— Зачем вы говорите мне об этом?
— Не знаю… Пытаюсь анализировать, что ли… Вам бывало больно, когда людей, дававших вам приют, потом забирали?
— А как вы думаете?
— Я не знаю.
— Черт его поймет… Я, видимо, чувствовал себя сильным, когда вступал с ними в единоборство. Меня интересовала схватка… То, что будет с ними потом, — не знаю… Что будет потом с нами? Со всеми?
— Тоже верно, — согласился Штирлиц.
— После нас — хоть потоп. И потом, наши люди: трусость, низость, жадность, доносы. В каждом, просто-напросто в каждом. Среди рабов нельзя быть свободным… Это верно. Так не лучше ли быть самым свободным среди рабов? Я-то все эти годы пользовался полной духовной свободой…
Штирлиц спросил:
— Слушайте, а кто приходил позавчера вечером к пастору?
— Никто…
— Около девяти…
— Вы ошибаетесь, — ответил Клаус, — во всяком случае, от вас никто не приходил, я был там совсем один.

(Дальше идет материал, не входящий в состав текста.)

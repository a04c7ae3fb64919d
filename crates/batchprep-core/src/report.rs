//! Run and per-unit reports.

use std::collections::BTreeMap;
use std::path::PathBuf;

use chrono::{DateTime, Utc};
use serde::Serialize;

use batchprep_ingest::LoadCompleteness;
use batchprep_transform::{ColumnStatistics, SchemaWarning, StatisticsScope};

use crate::config::DedupeSetting;

/// Rule name under which deduplication drops are counted.
pub const DEDUPE_RULE: &str = "dedupe";

/// Outcome of loading one reference table.
#[derive(Debug, Clone, Serialize)]
pub struct ReferenceSummary {
    pub path: PathBuf,
    pub key_column: String,
    /// Distinct keys in the index.
    pub keys: usize,
    pub completeness: LoadCompleteness,
    /// Requested value columns absent from the reference file.
    pub missing_columns: Vec<String>,
}

/// Counters for one processing unit (one input file).
#[derive(Debug, Clone, Default, Serialize)]
pub struct UnitReport {
    pub input: PathBuf,
    /// Files written for this unit.
    pub outputs: Vec<PathBuf>,
    pub mapping_table: Option<PathBuf>,
    /// Batches fully processed and written.
    pub batches: usize,
    pub rows_read: u64,
    pub rows_written: u64,
    /// Dropped rows per named rule.
    pub dropped: BTreeMap<String, u64>,
    /// Columns removed by drop steps.
    pub columns_dropped: Vec<String>,
    pub filled: BTreeMap<String, u64>,
    pub imputed: BTreeMap<String, u64>,
    /// Distinct values coded per encoded column.
    pub encoded_values: BTreeMap<String, usize>,
    pub enrich_matched: u64,
    pub enrich_unmatched: u64,
    /// Statistics from the first pass, when one ran.
    pub statistics: Option<ColumnStatistics>,
    /// First occurrence of each skipped (stage, column) pair.
    pub warnings: Vec<SchemaWarning>,
    pub cancelled: bool,
    pub elapsed_ms: u64,
}

impl UnitReport {
    pub fn new(input: PathBuf) -> Self {
        Self {
            input,
            ..Self::default()
        }
    }

    pub fn rows_dropped(&self) -> u64 {
        self.dropped.values().sum()
    }

    /// Every row read was either written or dropped by a named rule.
    pub fn is_conserved(&self) -> bool {
        self.rows_read == self.rows_written + self.rows_dropped()
    }

    pub(crate) fn record_drop(&mut self, rule: &str, count: usize) {
        if count > 0 {
            *self.dropped.entry(rule.to_string()).or_insert(0) += count as u64;
        }
    }

    pub(crate) fn record_warnings(&mut self, warnings: Vec<SchemaWarning>) {
        for warning in warnings {
            let seen = self
                .warnings
                .iter()
                .any(|w| w.stage == warning.stage && w.column == warning.column);
            if !seen {
                self.warnings.push(warning);
            }
        }
    }
}

/// Adds per-column counts into a running total.
pub(crate) fn add_counts(target: &mut BTreeMap<String, u64>, counts: BTreeMap<String, usize>) {
    for (column, count) in counts {
        *target.entry(column).or_insert(0) += count as u64;
    }
}

/// Report for a whole run.
#[derive(Debug, Clone, Serialize)]
pub struct RunReport {
    pub started_at: DateTime<Utc>,
    pub statistics_scope: StatisticsScope,
    pub dedupe: DedupeSetting,
    pub references: Vec<ReferenceSummary>,
    pub units: Vec<UnitReport>,
    pub cancelled: bool,
    pub elapsed_ms: u64,
}

impl RunReport {
    pub fn new(statistics_scope: StatisticsScope, dedupe: DedupeSetting) -> Self {
        Self {
            started_at: Utc::now(),
            statistics_scope,
            dedupe,
            references: Vec::new(),
            units: Vec::new(),
            cancelled: false,
            elapsed_ms: 0,
        }
    }

    pub fn batches(&self) -> usize {
        self.units.iter().map(|u| u.batches).sum()
    }

    pub fn rows_read(&self) -> u64 {
        self.units.iter().map(|u| u.rows_read).sum()
    }

    pub fn rows_written(&self) -> u64 {
        self.units.iter().map(|u| u.rows_written).sum()
    }

    pub fn rows_dropped(&self) -> u64 {
        self.units.iter().map(UnitReport::rows_dropped).sum()
    }

    /// Drops per rule across all units.
    pub fn dropped_by_rule(&self) -> BTreeMap<String, u64> {
        let mut totals = BTreeMap::new();
        for unit in &self.units {
            for (rule, count) in &unit.dropped {
                *totals.entry(rule.clone()).or_insert(0) += count;
            }
        }
        totals
    }

    pub fn warning_count(&self) -> usize {
        self.units.iter().map(|u| u.warnings.len()).sum()
    }

    pub fn is_conserved(&self) -> bool {
        self.units.iter().all(UnitReport::is_conserved)
    }
}

#[cfg(test)]
mod tests {
    use super::*;

    #[test]
    fn test_conservation() {
        let mut unit = UnitReport::new(PathBuf::from("a.csv"));
        unit.rows_read = 10;
        unit.rows_written = 7;
        unit.record_drop(DEDUPE_RULE, 2);
        assert!(!unit.is_conserved());
        unit.record_drop("filter:Unknown", 1);
        assert!(unit.is_conserved());
        unit.record_drop("filter:Unknown", 0);
        assert_eq!(unit.dropped.len(), 2);
    }

    #[test]
    fn test_warnings_recorded_once_per_column() {
        let mut unit = UnitReport::default();
        unit.record_warnings(vec![SchemaWarning::new("encode", "county", 0)]);
        unit.record_warnings(vec![
            SchemaWarning::new("encode", "county", 1),
            SchemaWarning::new("impute", "county", 1),
        ]);
        assert_eq!(unit.warnings.len(), 2);
        assert_eq!(unit.warnings[0].batch, 0);
    }

    #[test]
    fn test_run_totals() {
        let mut report = RunReport::new(StatisticsScope::Global, DedupeSetting::Batch);
        for (read, written) in [(5, 4), (3, 3)] {
            let mut unit = UnitReport::default();
            unit.rows_read = read;
            unit.rows_written = written;
            unit.record_drop(DEDUPE_RULE, (read - written) as usize);
            report.units.push(unit);
        }
        assert_eq!(report.rows_read(), 8);
        assert_eq!(report.rows_dropped(), 1);
        assert_eq!(report.dropped_by_rule()[DEDUPE_RULE], 1);
        assert!(report.is_conserved());
    }
}
//! End-to-end transform scenarios on small fixtures.

use std::collections::BTreeMap;
use std::sync::Arc;

use batchprep_model::{Batch, Sentinel, Value};
use batchprep_transform::{
    CategoricalEncoder, EnrichJoin, ImputeColumn, Imputer, MissingFiller, ReferenceIndex,
    RowFilter, StatisticsAccumulator,
};

fn column(batch: &Batch, name: &str) -> Vec<String> {
    batch
        .column_values(name)
        .map(|v| v.render().into_owned())
        .collect()
}

#[test]
fn age_sentinel_is_replaced_by_mode() {
    let mut batch = Batch::from_str_rows(&["age"], &[&["?"], &["34"], &["34"], &["?"]]).unwrap();
    let columns = [ImputeColumn::mode("age", Sentinel::text("?"))];
    let (statistics, _) = StatisticsAccumulator::from_batch(&columns, &batch);
    Imputer::new(columns.to_vec()).apply(&mut batch, &statistics);
    assert_eq!(column(&batch, "age"), vec!["34", "34", "34", "34"]);
}

#[test]
fn colors_encode_in_first_seen_order() {
    let mut batch =
        Batch::from_str_rows(&["color"], &[&["red"], &["blue"], &["red"], &["green"]]).unwrap();
    let mut encoder = CategoricalEncoder::new(vec!["color".to_string()]);
    encoder.encode(&mut batch);
    assert_eq!(column(&batch, "color"), vec!["0", "1", "0", "2"]);

    let table = encoder
        .mapping_table()
        .entries()
        .iter()
        .map(|e| format!("{},{},{}", e.column, e.original_value, e.encoded_value))
        .collect::<Vec<_>>()
        .join("\n");
    insta::assert_snapshot!(table, @r"
    color,red,0
    color,blue,1
    color,green,2
    ");
}

#[test]
fn duplicate_reference_keys_keep_last() {
    let reference =
        Batch::from_str_rows(&["key", "label"], &[&["1", "A"], &["1", "B"]]).unwrap();
    let (_, schema, rows) = reference.into_parts();
    let index = ReferenceIndex::build(&schema, rows, "key", &["label".to_string()]).unwrap();
    assert_eq!(index.lookup("1"), Some(&[Value::text("B")][..]));
}

#[test]
fn cleaning_chain_fills_enriches_then_filters() {
    let reference = Batch::from_str_rows(
        &["disasterNumber", "incidentType"],
        &[&["10", "Flood"], &["11", "Fire"]],
    )
    .unwrap();
    let (_, schema, rows) = reference.into_parts();
    let index = Arc::new(
        ReferenceIndex::build(&schema, rows, "disasterNumber", &["incidentType".to_string()])
            .unwrap(),
    );

    let mut batch = Batch::from_str_rows(
        &["disasterNumber", "county"],
        &[&["10", ""], &["12", "Polk"], &["11", "Lee"]],
    )
    .unwrap();

    let filled = MissingFiller::default()
        .with_excluded(vec!["incidentType".to_string()])
        .fill(&mut batch);
    assert_eq!(filled.get("county"), Some(&1));

    let join = EnrichJoin::new(
        "disasterNumber",
        vec!["incidentType".to_string()],
        BTreeMap::from([("incidentType".to_string(), "Unknown".to_string())]),
        index,
    );
    let enriched = join.apply(&mut batch);
    assert_eq!((enriched.matched, enriched.unmatched), (2, 1));

    let filter = RowFilter::new(
        vec!["incidentType".to_string(), "county".to_string()],
        Sentinel::text("Unknown"),
    );
    let outcome = filter.apply(&mut batch);
    assert_eq!(outcome.dropped, 2);
    assert_eq!(column(&batch, "county"), vec!["Lee"]);
    assert_eq!(column(&batch, "incidentType"), vec!["Fire"]);
}
// =============================================================================
// OUTPUT
// =============================================================================

/// Where and how results are written.
#[derive(Debug, Clone, Serialize, Deserialize)]
#[serde(default, deny_unknown_fields)]
pub struct OutputConfig {
    pub dir: PathBuf,

    /// Appended to the input stem: `<dir>/<stem><suffix>.csv`.
    pub suffix: String,

    pub mode: WriteMode,

    /// Fan rows out to one file per value of this column.
    pub partition_column: Option<String>,

    /// Open file cap for fan-out.
    pub max_open_files: usize,
}

impl Default for OutputConfig {
    fn default() -> Self {
        Self {
            dir: PathBuf::from("output"),
            suffix: "_processed".to_string(),
            mode: WriteMode::default(),
            partition_column: None,
            max_open_files: DEFAULT_MAX_OPEN_FILES,
        }
    }
}

#[cfg(test)]
mod tests {
    use super::*;
    use batchprep_transform::ImputeStrategy;

    #[test]
    fn test_defaults_from_empty_config() {
        let config = PipelineConfig::from_toml_str("").unwrap();
        assert_eq!(config.batch_capacity, DEFAULT_BATCH_CAPACITY);
        assert_eq!(config.statistics, StatisticsScope::Global);
        assert_eq!(config.dedupe, DedupeSetting::Off);
        assert!(config.steps.is_empty());
        assert_eq!(config.output.suffix, "_processed");
    }

    #[test]
    fn test_full_config() {
        let config = PipelineConfig::from_toml_str(
            r#"
batch_capacity = 50000
statistics = "per_batch"
dedupe = "global"

[[steps]]
kind = "enrich"
key_column = "disasterNumber"
value_columns = ["incidentType", "declarationTitle"]
defaults = { incidentType = "Unknown Type" }

[[steps]]
kind = "fill_missing"
exclude = ["incidentType"]

[[steps]]
kind = "filter_rows"
columns = ["incidentType"]

[[steps]]
kind = "impute"
columns = [
    { column = "applicantAge", strategy = "mode", sentinel = "?" },
    { column = "repairAmount", strategy = "median", sentinel = 0 },
]

[[steps]]
kind = "encode"
columns = ["county"]

[output]
dir = "out"
partition_column = "incidentType"
mode = "append"
"#,
        )
        .unwrap();

        assert_eq!(config.batch_capacity, 50_000);
        assert_eq!(config.statistics, StatisticsScope::PerBatch);
        assert_eq!(config.dedupe.scope(), Some(DedupeScope::Global));
        assert_eq!(config.steps.len(), 5);
        assert_eq!(config.impute_step(), Some(3));
        assert!(!config.needs_statistics_pass());
        match &config.steps[3] {
            StepConfig::Impute { columns } => {
                assert_eq!(columns[0].strategy, ImputeStrategy::Mode);
                assert_eq!(columns[0].sentinel, Sentinel::text("?"));
                assert_eq!(columns[1].sentinel, Sentinel::Number(0.0));
            }
            other => panic!("unexpected step {other:?}"),
        }
        match &config.steps[2] {
            StepConfig::FilterRows { sentinel, .. } => {
                assert_eq!(*sentinel, Sentinel::text("Unknown"));
            }
            other => panic!("unexpected step {other:?}"),
        }
        assert_eq!(config.output.mode, WriteMode::Append);
        assert_eq!(config.output.partition_column.as_deref(), Some("incidentType"));
    }

    #[test]
    fn test_rejects_zero_capacity() {
        let result = PipelineConfig::from_toml_str("batch_capacity = 0");
        assert!(matches!(result, Err(PipelineError::InvalidConfig { .. })));
    }

    #[test]
    fn test_rejects_two_encode_steps() {
        let result = PipelineConfig::from_toml_str(
            r#"
[[steps]]
kind = "encode"
columns = ["a"]

[[steps]]
kind = "encode"
columns = ["b"]
"#,
        );
        assert!(matches!(result, Err(PipelineError::InvalidConfig { .. })));
    }

    #[test]
    fn test_rejects_unknown_fields_and_kinds() {
        assert!(PipelineConfig::from_toml_str("batch_size = 10").is_err());
        assert!(PipelineConfig::from_toml_str("[[steps]]\nkind = \"sort\"\n").is_err());
        assert!(PipelineConfig::from_toml_str("dedupe = \"sometimes\"").is_err());
    }

    #[test]
    fn test_rejects_empty_column_names() {
        let result =
            PipelineConfig::from_toml_str("[[steps]]\nkind = \"drop_columns\"\ncolumns = [\" \"]\n");
        assert!(matches!(result, Err(PipelineError::InvalidConfig { .. })));
    }

    #[test]
    fn test_describe_steps() {
        let step = StepConfig::Enrich {
            key_column: "disasterNumber".to_string(),
            value_columns: vec!["incidentType".to_string()],
            defaults: BTreeMap::new(),
            reference: None,
            fallback_row_limit: DEFAULT_FALLBACK_ROW_LIMIT,
        };
        assert_eq!(step.describe(), "join on disasterNumber: add incidentType");
        let step = StepConfig::DropColumns {
            columns: vec!["a".to_string(), "b".to_string()],
        };
        assert_eq!(step.describe(), "drop a, b");
    }
}
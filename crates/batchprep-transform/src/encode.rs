//! Stable categorical encoding.
//!
//! Each configured column owns an [`EncodingMap`] that assigns codes in
//! first-seen order and never reassigns them. Missing cells and the sentinel
//! are written as the sentinel token and never receive a code. Encoders are
//! scoped to one processing unit; a new input file starts from empty maps.

use std::collections::{BTreeMap, HashMap};

use serde::{Deserialize, Serialize};

use batchprep_model::{Batch, Sentinel, Value};

use crate::error::{Result, TransformError};
use crate::warning::SchemaWarning;

/// Default placeholder for unknown or missing categorical values.
pub const DEFAULT_SENTINEL_TOKEN: &str = "?";

/// Value-to-code table for one column.
#[derive(Debug, Clone, Default, PartialEq, Eq)]
pub struct EncodingMap {
    codes: HashMap<String, usize>,
    values: Vec<String>,
}

impl EncodingMap {
    pub fn new() -> Self {
        Self::default()
    }

    /// Code for `value`, assigning the next code on first sight.
    pub fn code_for(&mut self, value: &str) -> usize {
        if let Some(&code) = self.codes.get(value) {
            return code;
        }
        let code = self.values.len();
        self.codes.insert(value.to_string(), code);
        self.values.push(value.to_string());
        code
    }

    pub fn get(&self, value: &str) -> Option<usize> {
        self.codes.get(value).copied()
    }

    /// Original value of `code`.
    pub fn decode(&self, code: usize) -> Option<&str> {
        self.values.get(code).map(String::as_str)
    }

    pub fn len(&self) -> usize {
        self.values.len()
    }

    pub fn is_empty(&self) -> bool {
        self.values.is_empty()
    }

    /// `(value, code)` pairs in code order.
    pub fn iter(&self) -> impl Iterator<Item = (&str, usize)> {
        self.values
            .iter()
            .enumerate()
            .map(|(code, value)| (value.as_str(), code))
    }
}

/// One row of the exported mapping table.
#[derive(Debug, Clone, PartialEq, Eq, Serialize, Deserialize)]
pub struct MappingEntry {
    #[serde(rename = "Column")]
    pub column: String,
    #[serde(rename = "Original_Value")]
    pub original_value: String,
    #[serde(rename = "Encoded_Value")]
    pub encoded_value: usize,
}

/// Every code assigned during one processing unit, grouped by column.
#[derive(Debug, Clone, Default, PartialEq, Eq)]
pub struct MappingTable {
    entries: Vec<MappingEntry>,
}

impl MappingTable {
    pub fn from_entries(entries: Vec<MappingEntry>) -> Self {
        Self { entries }
    }

    pub fn entries(&self) -> &[MappingEntry] {
        &self.entries
    }

    pub fn len(&self) -> usize {
        self.entries.len()
    }

    pub fn is_empty(&self) -> bool {
        self.entries.is_empty()
    }

    /// Rebuilds per-column maps, for decoding or re-encoding.
    ///
    /// Each column's codes must be exactly `0..n` with no value repeated.
    pub fn to_maps(&self) -> Result<BTreeMap<String, EncodingMap>> {
        let mut grouped: BTreeMap<&str, Vec<&MappingEntry>> = BTreeMap::new();
        for entry in &self.entries {
            grouped.entry(entry.column.as_str()).or_default().push(entry);
        }

        let mut maps = BTreeMap::new();
        for (column, mut entries) in grouped {
            entries.sort_by_key(|entry| entry.encoded_value);
            let mut map = EncodingMap::new();
            for (expected, entry) in entries.iter().enumerate() {
                if entry.encoded_value != expected {
                    return Err(TransformError::InvalidMapping {
                        reason: format!(
                            "column '{column}': expected code {expected}, found {}",
                            entry.encoded_value
                        ),
                    });
                }
                if map.get(&entry.original_value).is_some() {
                    return Err(TransformError::InvalidMapping {
                        reason: format!(
                            "column '{column}': value '{}' has more than one code",
                            entry.original_value
                        ),
                    });
                }
                map.code_for(&entry.original_value);
            }
            maps.insert(column.to_string(), map);
        }
        Ok(maps)
    }
}

/// Result of encoding one batch.
#[derive(Debug, Clone, Default, PartialEq, Eq)]
pub struct EncodeOutcome {
    /// Cells rewritten to a code.
    pub encoded: usize,
    /// Cells written as the sentinel token.
    pub sentinels: usize,
    pub warnings: Vec<SchemaWarning>,
}

/// Rewrites configured categorical columns to integer codes.
#[derive(Debug, Clone)]
pub struct CategoricalEncoder {
    columns: Vec<String>,
    sentinel: Sentinel,
    token: String,
    maps: HashMap<String, EncodingMap>,
}

impl CategoricalEncoder {
    pub const STAGE: &'static str = "encode";

    /// Encoder with the default `"?"` sentinel and token.
    pub fn new(columns: Vec<String>) -> Self {
        Self {
            columns,
            sentinel: Sentinel::text(DEFAULT_SENTINEL_TOKEN),
            token: DEFAULT_SENTINEL_TOKEN.to_string(),
            maps: HashMap::new(),
        }
    }

    #[must_use]
    pub fn with_sentinel(mut self, sentinel: Sentinel, token: impl Into<String>) -> Self {
        self.sentinel = sentinel;
        self.token = token.into();
        self
    }

    pub fn columns(&self) -> &[String] {
        &self.columns
    }

    pub fn token(&self) -> &str {
        &self.token
    }

    pub fn map(&self, column: &str) -> Option<&EncodingMap> {
        self.maps.get(column)
    }

    /// Distinct values coded so far, per configured column.
    pub fn distinct_counts(&self) -> BTreeMap<String, usize> {
        self.columns
            .iter()
            .map(|column| (column.clone(), self.maps.get(column).map_or(0, EncodingMap::len)))
            .collect()
    }

    pub fn encode(&mut self, batch: &mut Batch) -> EncodeOutcome {
        let mut outcome = EncodeOutcome::default();
        for column in &self.columns {
            let Some(position) = batch.schema().position(column) else {
                outcome
                    .warnings
                    .push(SchemaWarning::new(Self::STAGE, column, batch.index));
                continue;
            };
            let map = self.maps.entry(column.clone()).or_default();
            for row in batch.rows_mut() {
                let Some(cell) = row.get_mut(position) else {
                    continue;
                };
                if cell.is_missing() || self.sentinel.matches(cell) {
                    *cell = Value::Text(self.token.clone());
                    outcome.sentinels += 1;
                } else {
                    let code = map.code_for(&cell.render());
                    *cell = Value::Text(code.to_string());
                    outcome.encoded += 1;
                }
            }
        }
        outcome
    }

    /// Mapping table in configured column order, then code order.
    pub fn mapping_table(&self) -> MappingTable {
        let entries = self
            .columns
            .iter()
            .filter_map(|column| self.maps.get(column).map(|map| (column, map)))
            .flat_map(|(column, map)| {
                map.iter().map(move |(value, code)| MappingEntry {
                    column: column.clone(),
                    original_value: value.to_string(),
                    encoded_value: code,
                })
            })
            .collect();
        MappingTable::from_entries(entries)
    }
}
//! Partitioned output: one destination file per partition value.
//!
//! Destinations are discovered from the data. Only `max_open_files` handles
//! are kept open at once; the least recently used one is closed when another
//! is needed. Header state lives with the destination, not the handle, so a
//! reopened destination is appended to without a second header.

use std::collections::hash_map::Entry;
use std::collections::{BTreeMap, HashMap, VecDeque};
use std::path::{Path, PathBuf};
use std::sync::Arc;

use serde::Serialize;

use batchprep_model::{Batch, Row, Schema};

use crate::error::{OutputError, Result};
use crate::writer::{BatchWriter, WriteMode};

/// Destination key for rows whose partition value is missing or blank.
pub const MISSING_PARTITION_KEY: &str = "_missing";

/// Default cap on simultaneously open destination files.
pub const DEFAULT_MAX_OPEN_FILES: usize = 64;

/// Replaces every character that is not ASCII alphanumeric with `_`.
pub fn sanitize_destination_key(value: &str) -> String {
    value
        .chars()
        .map(|c| if c.is_ascii_alphanumeric() { c } else { '_' })
        .collect()
}

/// Where one destination's rows went.
#[derive(Debug, Clone, PartialEq, Eq, Serialize)]
pub struct DestinationSummary {
    pub key: String,
    pub path: PathBuf,
    pub rows_written: u64,
}

#[derive(Debug)]
struct Destination {
    path: PathBuf,
    rows_written: u64,
    batches_written: usize,
    /// A handle was opened for it earlier in this run.
    opened: bool,
}

/// Routes rows to per-partition CSV files under one directory.
#[derive(Debug)]
pub struct FanoutWriter {
    dir: PathBuf,
    partition_column: String,
    mode: WriteMode,
    max_open_files: usize,
    destinations: BTreeMap<String, Destination>,
    open: HashMap<String, BatchWriter>,
    /// Open keys, least recently used first.
    recency: VecDeque<String>,
}

impl FanoutWriter {
    pub fn new(
        dir: impl Into<PathBuf>,
        partition_column: impl Into<String>,
        mode: WriteMode,
        max_open_files: usize,
    ) -> Self {
        Self {
            dir: dir.into(),
            partition_column: partition_column.into(),
            mode,
            max_open_files: max_open_files.max(1),
            destinations: BTreeMap::new(),
            open: HashMap::new(),
            recency: VecDeque::new(),
        }
    }

    pub fn dir(&self) -> &Path {
        &self.dir
    }

    pub fn partition_column(&self) -> &str {
        &self.partition_column
    }

    /// Number of destinations created so far.
    pub fn destination_count(&self) -> usize {
        self.destinations.len()
    }

    /// Total data rows written across destinations.
    pub fn rows_written(&self) -> u64 {
        self.destinations.values().map(|d| d.rows_written).sum()
    }

    fn partition_position(&self, schema: &Schema) -> Result<usize> {
        schema
            .position(&self.partition_column)
            .ok_or_else(|| OutputError::PartitionColumnMissing {
                column: self.partition_column.clone(),
            })
    }

    /// Destination key for `row`.
    pub fn route(&self, row: &Row, schema: &Schema) -> Result<String> {
        let position = self.partition_position(schema)?;
        Ok(route_at(row, position))
    }

    /// Writes a batch, one atomic write per destination it touches.
    ///
    /// Rows keep their relative order within each destination.
    pub fn write_batch(&mut self, batch: Batch) -> Result<usize> {
        let position = self.partition_position(batch.schema())?;
        let (index, schema, rows) = batch.into_parts();
        let total = rows.len();

        let mut order: Vec<String> = Vec::new();
        let mut groups: HashMap<String, Vec<Row>> = HashMap::new();
        for row in rows {
            let key = route_at(&row, position);
            groups
                .entry(key)
                .or_insert_with_key(|key| {
                    order.push(key.clone());
                    Vec::new()
                })
                .push(row);
        }

        for key in order {
            let Some(rows) = groups.remove(&key) else {
                continue;
            };
            let part = Batch::new(index, Arc::clone(&schema), rows);
            self.write_part(&key, &part)?;
        }
        Ok(total)
    }

    fn write_part(&mut self, key: &str, part: &Batch) -> Result<()> {
        let dir = &self.dir;
        let destination = self.destinations.entry(key.to_string()).or_insert_with(|| {
            let path = dir.join(format!("{key}.csv"));
            tracing::info!(destination = %key, path = %path.display(), "New output destination");
            Destination {
                path,
                rows_written: 0,
                batches_written: 0,
                opened: false,
            }
        });
        // Only the first open in a run may truncate.
        let mode = if destination.opened {
            WriteMode::Append
        } else {
            self.mode
        };
        destination.opened = true;
        let is_first = destination.batches_written == 0;
        let path = destination.path.clone();

        let written = self.writer_for(key, &path, mode)?.write(part, is_first)?;
        if let Some(destination) = self.destinations.get_mut(key) {
            destination.rows_written += written as u64;
            destination.batches_written += 1;
        }
        Ok(())
    }

    fn writer_for(&mut self, key: &str, path: &Path, mode: WriteMode) -> Result<&mut BatchWriter> {
        if !self.open.contains_key(key) {
            self.evict_to_fit()?;
        }
        if let Some(position) = self.recency.iter().position(|k| k == key) {
            self.recency.remove(position);
        }
        self.recency.push_back(key.to_string());

        match self.open.entry(key.to_string()) {
            Entry::Occupied(entry) => Ok(entry.into_mut()),
            Entry::Vacant(entry) => Ok(entry.insert(BatchWriter::create(path, mode)?)),
        }
    }

    fn evict_to_fit(&mut self) -> Result<()> {
        while self.open.len() >= self.max_open_files {
            let Some(evicted) = self.recency.pop_front() else {
                break;
            };
            if let Some(writer) = self.open.remove(&evicted) {
                tracing::debug!(destination = %evicted, "Closing least recently used output");
                writer.finish()?;
            }
        }
        Ok(())
    }

    /// Flushes and closes every destination.
    pub fn finish(mut self) -> Result<Vec<DestinationSummary>> {
        for (_, writer) in self.open.drain() {
            writer.finish()?;
        }
        Ok(self
            .destinations
            .into_iter()
            .map(|(key, destination)| DestinationSummary {
                key,
                path: destination.path,
                rows_written: destination.rows_written,
            })
            .collect())
    }
}

fn route_at(row: &Row, position: usize) -> String {
    match row.get(position).map(|value| value.render()) {
        Some(text) if !text.trim().is_empty() => sanitize_destination_key(&text),
        _ => MISSING_PARTITION_KEY.to_string(),
    }
}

— Может быть, это был прихожанин? Мои люди не разглядели лица.
— Вы наблюдали за его домом?
— Конечно. Все время… значит, вы убеждены, что старик будет работать на вас?
Будет. Вообще я чувствую в себе призвание оппозиционера, трибуна, вождя… Люди покоряются моему напору, логике мышления…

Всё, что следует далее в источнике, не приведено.